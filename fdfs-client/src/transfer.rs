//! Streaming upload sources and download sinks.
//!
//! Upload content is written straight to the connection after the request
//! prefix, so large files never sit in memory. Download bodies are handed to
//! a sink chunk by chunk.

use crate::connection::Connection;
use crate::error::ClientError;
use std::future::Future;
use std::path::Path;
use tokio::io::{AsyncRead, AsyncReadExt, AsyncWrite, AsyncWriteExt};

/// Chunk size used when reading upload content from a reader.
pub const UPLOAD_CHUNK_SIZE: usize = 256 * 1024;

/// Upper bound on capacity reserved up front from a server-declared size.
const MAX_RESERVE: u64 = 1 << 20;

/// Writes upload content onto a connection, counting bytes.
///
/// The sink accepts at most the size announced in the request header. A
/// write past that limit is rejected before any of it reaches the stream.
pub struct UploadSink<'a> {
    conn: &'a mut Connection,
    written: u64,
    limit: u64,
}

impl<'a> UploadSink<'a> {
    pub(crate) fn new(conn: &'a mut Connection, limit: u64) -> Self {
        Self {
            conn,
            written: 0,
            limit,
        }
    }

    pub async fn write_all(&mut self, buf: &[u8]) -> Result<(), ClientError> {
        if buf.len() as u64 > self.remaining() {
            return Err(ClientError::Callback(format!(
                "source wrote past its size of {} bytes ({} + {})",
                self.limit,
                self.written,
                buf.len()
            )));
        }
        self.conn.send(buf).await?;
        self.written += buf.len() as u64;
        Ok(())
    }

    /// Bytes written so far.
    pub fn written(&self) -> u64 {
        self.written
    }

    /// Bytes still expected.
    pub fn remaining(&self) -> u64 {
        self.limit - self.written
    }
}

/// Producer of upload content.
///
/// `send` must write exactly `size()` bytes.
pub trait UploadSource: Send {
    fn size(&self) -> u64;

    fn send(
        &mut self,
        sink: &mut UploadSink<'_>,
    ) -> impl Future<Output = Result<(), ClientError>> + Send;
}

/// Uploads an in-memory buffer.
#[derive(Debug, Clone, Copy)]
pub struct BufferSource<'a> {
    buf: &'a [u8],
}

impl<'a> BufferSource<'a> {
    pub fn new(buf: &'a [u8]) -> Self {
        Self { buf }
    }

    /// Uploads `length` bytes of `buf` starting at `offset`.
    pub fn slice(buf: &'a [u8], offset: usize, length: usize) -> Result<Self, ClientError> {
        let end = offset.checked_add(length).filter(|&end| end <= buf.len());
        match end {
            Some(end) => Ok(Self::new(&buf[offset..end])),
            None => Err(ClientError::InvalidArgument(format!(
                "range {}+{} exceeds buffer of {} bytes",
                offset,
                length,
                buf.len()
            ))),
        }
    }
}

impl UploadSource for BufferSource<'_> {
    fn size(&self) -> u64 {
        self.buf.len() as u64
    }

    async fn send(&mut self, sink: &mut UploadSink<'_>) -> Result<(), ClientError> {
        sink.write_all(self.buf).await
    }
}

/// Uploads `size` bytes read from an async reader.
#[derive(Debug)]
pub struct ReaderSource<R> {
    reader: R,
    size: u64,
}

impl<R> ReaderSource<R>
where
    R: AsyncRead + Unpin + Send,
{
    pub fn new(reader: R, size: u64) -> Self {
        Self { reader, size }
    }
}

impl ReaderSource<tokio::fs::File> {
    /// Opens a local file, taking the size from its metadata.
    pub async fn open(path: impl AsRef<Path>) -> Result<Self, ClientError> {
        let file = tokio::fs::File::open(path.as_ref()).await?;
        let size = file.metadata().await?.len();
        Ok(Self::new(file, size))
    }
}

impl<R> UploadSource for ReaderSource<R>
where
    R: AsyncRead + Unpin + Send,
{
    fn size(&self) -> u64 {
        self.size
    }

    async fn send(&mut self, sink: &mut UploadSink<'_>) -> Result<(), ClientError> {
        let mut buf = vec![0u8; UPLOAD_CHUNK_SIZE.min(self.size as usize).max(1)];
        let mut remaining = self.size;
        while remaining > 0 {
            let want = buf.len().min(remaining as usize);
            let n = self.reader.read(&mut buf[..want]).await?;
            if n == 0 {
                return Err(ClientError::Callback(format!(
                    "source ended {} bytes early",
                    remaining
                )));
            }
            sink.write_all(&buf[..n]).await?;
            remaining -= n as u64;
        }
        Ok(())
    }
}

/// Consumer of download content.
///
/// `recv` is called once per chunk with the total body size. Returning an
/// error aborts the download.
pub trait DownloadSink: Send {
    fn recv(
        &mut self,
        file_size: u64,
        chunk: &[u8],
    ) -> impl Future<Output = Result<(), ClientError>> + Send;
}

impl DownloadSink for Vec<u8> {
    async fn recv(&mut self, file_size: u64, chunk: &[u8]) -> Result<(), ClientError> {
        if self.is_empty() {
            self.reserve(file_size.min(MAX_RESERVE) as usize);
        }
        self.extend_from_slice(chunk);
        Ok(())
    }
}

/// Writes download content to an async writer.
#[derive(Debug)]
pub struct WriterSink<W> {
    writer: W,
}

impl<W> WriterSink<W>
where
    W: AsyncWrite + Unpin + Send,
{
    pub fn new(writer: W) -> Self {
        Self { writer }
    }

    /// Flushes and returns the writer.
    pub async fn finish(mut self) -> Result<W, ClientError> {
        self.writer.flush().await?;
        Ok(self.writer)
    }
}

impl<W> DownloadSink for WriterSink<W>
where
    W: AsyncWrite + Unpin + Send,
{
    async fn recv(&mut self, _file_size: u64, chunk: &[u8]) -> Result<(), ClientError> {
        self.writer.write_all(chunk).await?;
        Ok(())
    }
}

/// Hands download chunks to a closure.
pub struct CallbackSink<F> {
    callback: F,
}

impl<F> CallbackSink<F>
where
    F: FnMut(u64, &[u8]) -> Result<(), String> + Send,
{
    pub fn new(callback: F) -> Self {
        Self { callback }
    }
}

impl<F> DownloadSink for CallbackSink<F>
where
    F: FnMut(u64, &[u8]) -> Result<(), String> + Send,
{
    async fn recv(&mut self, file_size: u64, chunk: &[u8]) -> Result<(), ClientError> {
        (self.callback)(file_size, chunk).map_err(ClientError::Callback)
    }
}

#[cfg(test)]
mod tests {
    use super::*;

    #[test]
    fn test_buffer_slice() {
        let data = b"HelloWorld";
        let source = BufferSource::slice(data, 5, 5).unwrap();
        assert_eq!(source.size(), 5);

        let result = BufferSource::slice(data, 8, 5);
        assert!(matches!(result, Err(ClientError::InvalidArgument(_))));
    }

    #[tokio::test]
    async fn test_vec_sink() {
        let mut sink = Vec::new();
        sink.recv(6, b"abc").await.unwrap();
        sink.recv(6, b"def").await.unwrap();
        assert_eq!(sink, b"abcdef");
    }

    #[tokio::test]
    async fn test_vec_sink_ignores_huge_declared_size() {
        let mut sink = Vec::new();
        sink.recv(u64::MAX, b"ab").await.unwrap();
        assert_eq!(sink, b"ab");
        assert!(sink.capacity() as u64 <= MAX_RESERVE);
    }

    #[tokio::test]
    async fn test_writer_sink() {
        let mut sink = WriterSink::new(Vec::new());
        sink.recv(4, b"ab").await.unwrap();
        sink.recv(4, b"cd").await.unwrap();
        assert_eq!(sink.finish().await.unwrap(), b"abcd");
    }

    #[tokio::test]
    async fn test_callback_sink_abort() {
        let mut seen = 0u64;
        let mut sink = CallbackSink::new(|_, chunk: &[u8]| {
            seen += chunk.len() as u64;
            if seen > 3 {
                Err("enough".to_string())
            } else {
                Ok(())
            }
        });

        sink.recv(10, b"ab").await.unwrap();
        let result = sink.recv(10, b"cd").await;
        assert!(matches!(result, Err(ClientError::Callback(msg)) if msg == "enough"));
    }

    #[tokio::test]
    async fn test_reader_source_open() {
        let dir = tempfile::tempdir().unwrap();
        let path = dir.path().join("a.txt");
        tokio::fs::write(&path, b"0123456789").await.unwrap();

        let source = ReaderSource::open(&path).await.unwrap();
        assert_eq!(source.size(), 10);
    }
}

■ ■ ■

Please count the lines of the entries above that include "usize" and give only the total.

5